Your answer should be a single number: the count of lines in the entries below that contain "real".

Collected data:
*** Begin section ***
//! Clock abstraction for testable time handling.

use std::sync::atomic::{AtomicU64, Ordering};
use std::time::{Duration, SystemTime};

/// A source of time and delays.
///
/// The outbox (retention windows, staleness checks) and the sync engine
/// (inter-batch and retry delays) never touch the wall clock directly.
/// Tests inject a [`ManualClock`] so time-dependent behavior runs
/// instantly and deterministically.
pub trait Clock: Send + Sync {
    /// Returns the current time as milliseconds since the Unix epoch.
    fn now_ms(&self) -> u64;

    /// Blocks the calling thread for the given duration.
    fn sleep(&self, duration: Duration);
}

/// The real system clock.
#[derive(Debug, Default)]
pub struct SystemClock;

impl SystemClock {
    /// Creates a new system clock.
    #[must_use]
    pub fn new() -> Self {
        Self
    }
}

impl Clock for SystemClock {
    fn now_ms(&self) -> u64 {
        SystemTime::now()
            .duration_since(SystemTime::UNIX_EPOCH)
            .map(|d| d.as_millis() as u64)
            .unwrap_or(0)
    }

    fn sleep(&self, duration: Duration) {
        std::thread::sleep(duration);
    }
}

/// A manually advanced clock for tests.
///
/// `sleep` advances the clock instead of blocking, so code paths that
/// wait on retention windows or inter-batch delays can be exercised
/// without real waits.
#[derive(Debug, Default)]
pub struct ManualClock {
    now_ms: AtomicU64,
}

impl ManualClock {
    /// Creates a clock starting at the given epoch-millisecond instant.
    #[must_use]
    pub fn at(now_ms: u64) -> Self {
        Self {
            now_ms: AtomicU64::new(now_ms),
        }
    }

    /// Advances the clock by the given duration.
    pub fn advance(&self, duration: Duration) {
        self.now_ms
            .fetch_add(duration.as_millis() as u64, Ordering::SeqCst);
    }
}

impl Clock for ManualClock {
    fn now_ms(&self) -> u64 {
        self.now_ms.load(Ordering::SeqCst)
    }

    fn sleep(&self, duration: Duration) {
        self.advance(duration);
    }
}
*** End section ***
## Exercise solution
2